- Also known as: Deke Lussier
- Born: Dennis Lussier April 8, 1944 Los Angeles, California, U.S.
- Died: March 24, 2013 (aged 68) Bellingham, Washington, US
- Genres: Rhythm and blues, pop
- Occupations: Record producer, songwriter
- Years active: 1962–2013
- Label: Motown
- Formerly of: The Corporation

= Deke Richards =

American producer (1944–2013)

Deke Richards (born Dennis Lussier; April 8, 1944 – March 24, 2013), also known as Deke Lussier, was an American songwriter and record producer who was affiliated with Motown. He was a member of both the Clan and the Corporation, the latter a production team that wrote and produced some of the Jackson 5's early hits.

==Biography==
He was born in Los Angeles, California. His father was the screenwriter Dane Lussier. Deke Lussier portrayed one of the band members in the movie Eegah in 1962. He later used the stage name Deke Richards. While playing in a band that backed singer Debbie Dean, he wrote a song for her, and met Berry Gordy when The Supremes played at the Hollywood Palace in 1966. Gordy signed Richards to a contract as a record producer and songwriter.
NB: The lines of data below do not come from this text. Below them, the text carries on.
//! # Supported Tools
//!
//! Closed set of external optimizer binaries and the configurable set of
//! tools enabled for a deployment.

use crate::error::OptimizeError;
use serde::{Deserialize, Serialize};
use std::collections::BTreeSet;
use std::fmt;
use std::str::FromStr;

/// An external optimizer binary this crate knows how to drive
#[derive(Debug, Clone, Copy, PartialEq, Eq, PartialOrd, Ord, Hash, Serialize, Deserialize)]
#[serde(rename_all = "lowercase")]
pub enum ToolName {
    Gifsicle,
    Jpegoptim,
    Jpegtran,
    Optipng,
    Advpng,
    Pngcrush,
}

impl ToolName {
    /// Every supported tool
    pub const ALL: [ToolName; 6] = [
        ToolName::Gifsicle,
        ToolName::Jpegoptim,
        ToolName::Jpegtran,
        ToolName::Optipng,
        ToolName::Advpng,
        ToolName::Pngcrush,
    ];

    /// Binary name as found on PATH (without platform extension)
    pub fn binary(&self) -> &'static str {
        match self {
            ToolName::Gifsicle => "gifsicle",
            ToolName::Jpegoptim => "jpegoptim",
            ToolName::Jpegtran => "jpegtran",
            ToolName::Optipng => "optipng",
            ToolName::Advpng => "advpng",
            ToolName::Pngcrush => "pngcrush",
        }
    }

    /// Package hint shown when the tool is missing on Linux
    pub fn install_hint(&self) -> &'static str {
        match self {
            ToolName::Gifsicle => "sudo apt-get install gifsicle",
            ToolName::Jpegoptim => "sudo apt-get install jpegoptim",
            ToolName::Jpegtran => "sudo apt-get install libjpeg-progs",
            ToolName::Optipng => "sudo apt-get install optipng",
            ToolName::Advpng => "sudo apt-get install advancecomp",
            ToolName::Pngcrush => "sudo apt-get install pngcrush",
        }
    }
}

impl fmt::Display for ToolName {
    fn fmt(&self, f: &mut fmt::Formatter<'_>) -> fmt::Result {
        f.write_str(self.binary())
    }
}

impl FromStr for ToolName {
    type Err = OptimizeError;

    fn from_str(s: &str) -> Result<Self, Self::Err> {
        let name = s.trim().to_lowercase();
        ToolName::ALL
            .iter()
            .copied()
            .find(|tool| tool.binary() == name)
            .ok_or_else(|| {
                OptimizeError::Config(format!("Unknown optimization tool: '{}'", s.trim()))
            })
    }
}

/// Set of tools enabled for this deployment.
///
/// Membership is all that matters here: the per-type builders decide the
/// order in which tools are tried or chained.
#[derive(Debug, Clone, PartialEq, Eq, Serialize, Deserialize)]
#[serde(transparent)]
pub struct ToolSet(BTreeSet<ToolName>);

impl ToolSet {
    pub fn contains(&self, tool: ToolName) -> bool {
        self.0.contains(&tool)
    }

    pub fn is_empty(&self) -> bool {
        self.0.is_empty()
    }

    pub fn iter(&self) -> impl Iterator<Item = ToolName> + '_ {
        self.0.iter().copied()
    }
}

impl Default for ToolSet {
    fn default() -> Self {
        ToolName::ALL.into_iter().collect()
    }
}

impl FromIterator<ToolName> for ToolSet {
    fn from_iter<I: IntoIterator<Item = ToolName>>(iter: I) -> Self {
        Self(iter.into_iter().collect())
    }
}

/// Parses a comma-separated list such as `"jpegtran, optipng"`.
/// Blank entries are skipped, so an empty string yields an empty set.
impl FromStr for ToolSet {
    type Err = OptimizeError;

    fn from_str(s: &str) -> Result<Self, Self::Err> {
        s.split(',')
            .map(str::trim)
            .filter(|part| !part.is_empty())
            .map(ToolName::from_str)
            .collect()
    }
}

impl fmt::Display for ToolSet {
    fn fmt(&self, f: &mut fmt::Formatter<'_>) -> fmt::Result {
        let names: Vec<&str> = self.iter().map(|tool| tool.binary()).collect();
        f.write_str(&names.join(","))
    }
}
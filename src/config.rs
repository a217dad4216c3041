//! # Configuration Management Module
//!
//! Questo modulo gestisce la configurazione dell'ottimizzatore.
//!
//! ## Responsabilità:
//! - Definisce la struct `Config` passata esplicitamente all'`Optimizer`
//! - Legge le variabili d'ambiente di deployment
//! - Supporta caricamento/salvataggio configurazione da/verso file JSON
//! - Fornisce valori di default sensati per tutti i parametri
//!
//! ## Parametri di configurazione:
//! - `tools`: Tool abilitati (default: tutti e sei)
//! - `debug`: Salva una copia `<file>.orig` prima di ottimizzare (default: false)
//! - `legacy_always_false`: `optimize` restituisce sempre `false`, anche in
//!   caso di successo (default: true, compatibilità con il comportamento storico)
//!
//! ## Variabili d'ambiente:
//! - `IMAGES_OPTIMIZE_TOOLS`: Lista separata da virgole, es. `jpegtran,optipng`
//! - `IMAGES_DEBUG`: `1`/`true`/`yes`/`on` per attivare la copia di debug
//! - `IMAGES_LEGACY_RESULT`: `0`/`false`/`no`/`off` per riportare i successi
//!
//! ## Esempio:
//! ```rust
//! use image_optimizer::{Config, ToolSet};
//!
//! let config = Config {
//!     tools: "jpegtran,optipng".parse::<ToolSet>().unwrap(),
//!     debug: true,
//!     ..Default::default()
//! };
//! assert!(config.legacy_always_false);
//! ```

use crate::error::OptimizeError;
use crate::tool::ToolSet;
use anyhow::Result;
use serde::{Deserialize, Serialize};
use std::path::Path;

pub const ENV_TOOLS: &str = "IMAGES_OPTIMIZE_TOOLS";
pub const ENV_DEBUG: &str = "IMAGES_DEBUG";
pub const ENV_LEGACY_RESULT: &str = "IMAGES_LEGACY_RESULT";

/// Configuration for image optimization
#[derive(Debug, Clone, PartialEq, Eq, Serialize, Deserialize)]
#[serde(default)]
pub struct Config {
    /// Tools enabled for this deployment
    pub tools: ToolSet,
    /// Keep a `<file>.orig` copy of every file before optimizing it
    pub debug: bool,
    /// Report `false` even when optimization succeeded.
    /// Historical callers rely on this; turn it off to get real results.
    pub legacy_always_false: bool,
}

impl Default for Config {
    fn default() -> Self {
        Self {
            tools: ToolSet::default(),
            debug: false,
            legacy_always_false: true,
        }
    }
}

impl Config {
    /// Build a configuration from the process environment
    pub fn from_env() -> Result<Self, OptimizeError> {
        Self::default().merge_env(|key| std::env::var(key).ok())
    }

    /// Override fields with the values `lookup` returns for the env keys
    pub fn merge_env<F>(mut self, lookup: F) -> Result<Self, OptimizeError>
    where
        F: Fn(&str) -> Option<String>,
    {
        if let Some(tools) = lookup(ENV_TOOLS) {
            self.tools = tools.parse()?;
        }
        if let Some(debug) = lookup(ENV_DEBUG) {
            self.debug = parse_flag(ENV_DEBUG, &debug)?;
        }
        if let Some(legacy) = lookup(ENV_LEGACY_RESULT) {
            self.legacy_always_false = parse_flag(ENV_LEGACY_RESULT, &legacy)?;
        }
        Ok(self)
    }

    /// Load configuration from file, falling back to defaults when it is missing
    pub async fn from_file(path: &Path) -> Result<Self> {
        if !path.exists() {
            return Ok(Self::default());
        }

        let content = tokio::fs::read_to_string(path).await?;
        let config: Config = serde_json::from_str(&content)?;
        Ok(config)
    }

    /// Save configuration to file
    pub async fn save_to_file(&self, path: &Path) -> Result<()> {
        let content = serde_json::to_string_pretty(self)?;
        tokio::fs::write(path, content).await?;
        Ok(())
    }
}

/// Parse a boolean env value the way deployment scripts usually spell it
pub fn parse_flag(key: &str, value: &str) -> Result<bool, OptimizeError> {
    match value.trim().to_lowercase().as_str() {
        "1" | "true" | "yes" | "on" => Ok(true),
        "" | "0" | "false" | "no" | "off" => Ok(false),
        other => Err(OptimizeError::Config(format!(
            "{} must be a boolean, got '{}'",
            key, other
        ))),
    }
}

#[cfg(test)]
mod tests {
    use super::*;
    use crate::tool::ToolName;
    use std::collections::HashMap;
    use tempfile::TempDir;

    fn env(pairs: &[(&str, &str)]) -> impl Fn(&str) -> Option<String> {
        let map: HashMap<String, String> = pairs
            .iter()
            .map(|(k, v)| (k.to_string(), v.to_string()))
            .collect();
        move |key: &str| map.get(key).cloned()
    }

    #[test]
    fn test_config_default() {
        let config = Config::default();
        assert_eq!(config.tools, ToolSet::default());
        assert!(!config.debug);
        assert!(config.legacy_always_false);
    }

    #[test]
    fn test_merge_env() {
        let config = Config::default()
            .merge_env(env(&[
                (ENV_TOOLS, "jpegoptim"),
                (ENV_DEBUG, "True"),
                (ENV_LEGACY_RESULT, "off"),
            ]))
            .unwrap();
        assert!(config.tools.contains(ToolName::Jpegoptim));
        assert!(!config.tools.contains(ToolName::Jpegtran));
        assert!(config.debug);
        assert!(!config.legacy_always_false);
    }

    #[test]
    fn test_merge_env_untouched_when_unset() {
        let config = Config::default().merge_env(env(&[])).unwrap();
        assert_eq!(config, Config::default());
    }

    #[test]
    fn test_merge_env_rejects_bad_values() {
        assert!(Config::default().merge_env(env(&[(ENV_TOOLS, "pngquant")])).is_err());
        assert!(Config::default().merge_env(env(&[(ENV_DEBUG, "maybe")])).is_err());
    }

    #[test]
    fn test_parse_flag() {
        assert!(parse_flag("X", " YES ").unwrap());
        assert!(parse_flag("X", "1").unwrap());
        assert!(!parse_flag("X", "0").unwrap());
        assert!(!parse_flag("X", "").unwrap());
    }

    #[tokio::test]
    async fn test_config_save_load() {
        let temp_dir = TempDir::new().unwrap();
        let config_path = temp_dir.path().join("config.json");

        let original_config = Config {
            tools: "gifsicle,pngcrush".parse().unwrap(),
            debug: true,
            legacy_always_false: false,
        };

        original_config.save_to_file(&config_path).await.unwrap();
        let loaded_config = Config::from_file(&config_path).await.unwrap();

        assert_eq!(loaded_config, original_config);
    }

    #[tokio::test]
    async fn test_config_partial_and_missing_file() {
        let temp_dir = TempDir::new().unwrap();

        let missing = Config::from_file(&temp_dir.path().join("nope.json")).await.unwrap();
        assert_eq!(missing, Config::default());

        let partial_path = temp_dir.path().join("partial.json");
        std::fs::write(&partial_path, r#"{ "debug": true }"#).unwrap();
        let partial = Config::from_file(&partial_path).await.unwrap();
        assert!(partial.debug);
        assert_eq!(partial.tools, ToolSet::default());
    }

    #[tokio::test]
    async fn test_config_rejects_unknown_tool_in_file() {
        let temp_dir = TempDir::new().unwrap();
        let path = temp_dir.path().join("bad.json");
        std::fs::write(&path, r#"{ "tools": ["mozjpeg"] }"#).unwrap();
        assert!(Config::from_file(&path).await.is_err());
    }
}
Richards also wrote and produced for Bobby Darin, Martha and the Vandellas, The Blackberries, Stacie Johnson, and others, and produced Diana Ross and the Supremes after Holland, Dozier and Holland left Motown in 1968. He co-wrote the U.S. no.1 hit "Love Child" for the Supremes, and was responsible for "I'm Still Waiting", a UK no.1 hit, for Diana Ross. He and fellow writer Sherlie Matthews also formulated the vocal sextet Celebration, which released an album on Motown's Mowest label, in an attempt to replicate the success of the 5th Dimension.

Richards died of esophageal cancer on March 24, 2013, at age 68.